Over the past two decades, thanks in large part to rabidly anti-choice
political activists and presidents such as Ronald Reagan and the first George
Bush, the modest federal protections of Roe vs. Wade have been whittled to the
barest of bones. (If you question "modest," read the 1973 U.S. Supreme Court
decision. It does not, as so many anti-abortion politicians like to pretend,
sanction "abortion on demand.")
Since the 1994 takeover of Congress by the Republican right, 134 pieces of
anti-abortion legislation have made their way into the House and Senate. This
is more than six times the number of similar bills introduced between 1982 and
1992. Of the 134, pro-choice supporters have prevailed in only 24.
Meanwhile, anti-abortion state legislators and governors, such as President-
elect Bush, have denied safe abortions to poor women and teenagers and reduced
access for women who can afford them. According to NARAL, 264 anti-choice
measures have passed state legislatures, 45 of them just this year.
Until his "compassionate conservative" quest for the White House
necessitated a lower decibel level on the abortion issue, Bush was an
outspoken enemy of legal abortion. He has not only pledged to help overturn
Roe vs. Wade, he has signed into law 18 anti-abortion provisions during his
six years as governor of Texas.
Next month, Bush will become president with the power to appoint 136 vacant
federal judgeships and probably one or more justices to the high court during
his term. His ideal judicial model: the most overtly anti-choice justice on
the court, Antonin Scalia. His next-favorite: another man who believes women
do not deserve domain over their own wombs, Clarence Thomas.

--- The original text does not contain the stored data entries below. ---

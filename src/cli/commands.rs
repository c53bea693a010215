use std::path::Path;

use crate::binder::binder::Binder;
use crate::cli::config::StoreAction;
use crate::dom::document::Document;
use crate::dom::node::NodeId;
use crate::dom::source::load_snapshot;
use crate::error::GarlicError;
use crate::field::config::{FieldConfig, GarlicOptions};
use crate::path::resolver::{PathKey, resolve_node, resolve_selector};
use crate::script::report::format_console_report;
use crate::script::runner::ReplayRunner;
use crate::script::script_model::{ReplayScript, ReplayStep};
use crate::storage::file::FileBackend;
use crate::storage::store::Storage;
use crate::trace::logger::TraceLogger;

// ============================================================================
// keys subcommand
// ============================================================================

pub fn cmd_keys(
    document: &str,
    selector: Option<&str>,
    options: &GarlicOptions,
    verbose: u8,
) -> Result<(), Box<dyn std::error::Error>> {
    let doc = load_snapshot(document)?.to_document()?;

    if verbose > 0 {
        eprintln!("Resolving keys for {}{}...", doc.origin(), doc.route());
    }

    if let Some(sel) = selector {
        println!("{}", resolve_selector(&doc, sel)?);
        return Ok(());
    }

    for (node, key) in collect_keys(&doc, options)? {
        match key {
            Ok(key) => println!("{}", key),
            Err(e) => {
                if verbose > 0 {
                    eprintln!("  skipped #{} <{}>: {}", node.0, doc.tag(node), e);
                }
            }
        }
    }

    Ok(())
}

/// Key of every field matching the effective `inputs` selector, in
/// document order.
pub fn collect_keys(
    doc: &Document,
    options: &GarlicOptions,
) -> Result<Vec<(NodeId, Result<PathKey, GarlicError>)>, GarlicError> {
    let config = FieldConfig::from_options(options);
    let fields = doc.select(&config.inputs)?;

    Ok(fields
        .into_iter()
        .map(|f| (f, resolve_node(doc, f)))
        .collect())
}

// ============================================================================
// replay subcommand
// ============================================================================

/// Replay a script and return whether it passed.
pub fn cmd_replay(
    document: &str,
    script_path: &str,
    store_dir: &str,
    options: &GarlicOptions,
    trace_path: Option<&str>,
    verbose: u8,
) -> Result<bool, Box<dyn std::error::Error>> {
    let snapshot = load_snapshot(document)?;
    let content = std::fs::read_to_string(script_path)?;
    let script = with_base_options(ReplayScript::from_yaml(&content)?, options);

    let backend = FileBackend::open(Path::new(store_dir), &snapshot.origin)?;
    if verbose > 0 {
        eprintln!(
            "Replaying '{}' ({} steps) with store {}",
            script.name,
            script.steps.len(),
            backend.path().display()
        );
    }

    let tracer = match trace_path {
        Some(path) => TraceLogger::new(path),
        None => TraceLogger::disabled(),
    };
    let binder = Binder::new(Storage::new(Box::new(backend))).with_tracer(tracer);

    let mut runner = ReplayRunner::new(snapshot, binder)?;
    let result = runner.run(&script);
    print!("{}", format_console_report(&result));

    Ok(result.passed)
}

/// Layer each bind step's options over the configured call-site options.
pub fn with_base_options(mut script: ReplayScript, base: &GarlicOptions) -> ReplayScript {
    for step in script.steps.iter_mut() {
        if let ReplayStep::Bind { options, .. } = step {
            *options = base.overlay(options);
        }
    }
    script
}

// ============================================================================
// store subcommand
// ============================================================================

pub fn cmd_store(
    origin: &str,
    action: &StoreAction,
    store_dir: &str,
    verbose: u8,
) -> Result<(), Box<dyn std::error::Error>> {
    let backend = FileBackend::open(Path::new(store_dir), origin)?;
    if verbose > 0 {
        eprintln!("Store for {}: {}", origin, backend.path().display());
    }
    let mut storage = Storage::new(Box::new(backend));

    match action {
        StoreAction::List => {
            for (key, value) in storage.entries() {
                println!("{}\t{}", key, value);
            }
        }
        StoreAction::Get { key } => match storage.get(key) {
            Some(value) => println!("{}", value),
            None => eprintln!("No entry for '{}'", key),
        },
        StoreAction::Set { key, value } => report_outcome("set", storage.set(key, value))?,
        StoreAction::Delete { key } => report_outcome("delete", storage.delete(key))?,
        StoreAction::Clean => report_outcome("clean", storage.clean())?,
        StoreAction::Clear => report_outcome("clear", storage.clear_all())?,
    }

    Ok(())
}

fn report_outcome(op: &str, ok: bool) -> Result<(), GarlicError> {
    if ok {
        Ok(())
    } else {
        Err(GarlicError::Store(op.to_string()))
    }
}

"Politicians come and go," said Germond, "but the Supreme Court is with us
a long time. Both sides of the abortion issue are certainly aware that this
court has a very fragile balance. The Carhart decision (which earlier this
year upheld the essence of Roe) was 5-4. One more anti-choice justice and the
balance will shift."
During his campaign, Bush insisted there would be no litmus test on
abortion for Supreme Court nominees. If you believe that, be sure to look on
Inauguration Day for that squadron of pink pigs that is scheduled to fly over
A more accurate indication of how it's really going to be came last week
from a couple of radical right powerhouses.
In a New York Times op-ed piece, "family values" champ Gary Bauer told Bush
to immediately "name a pro-life attorney general" and "also nominate Supreme
Court justices who believe the same." In Congress, House Majority Whip Tom
DeLay included the obliteration of Roe vs. Wade as one of "the things we have
been dreaming about we can now do unfettered."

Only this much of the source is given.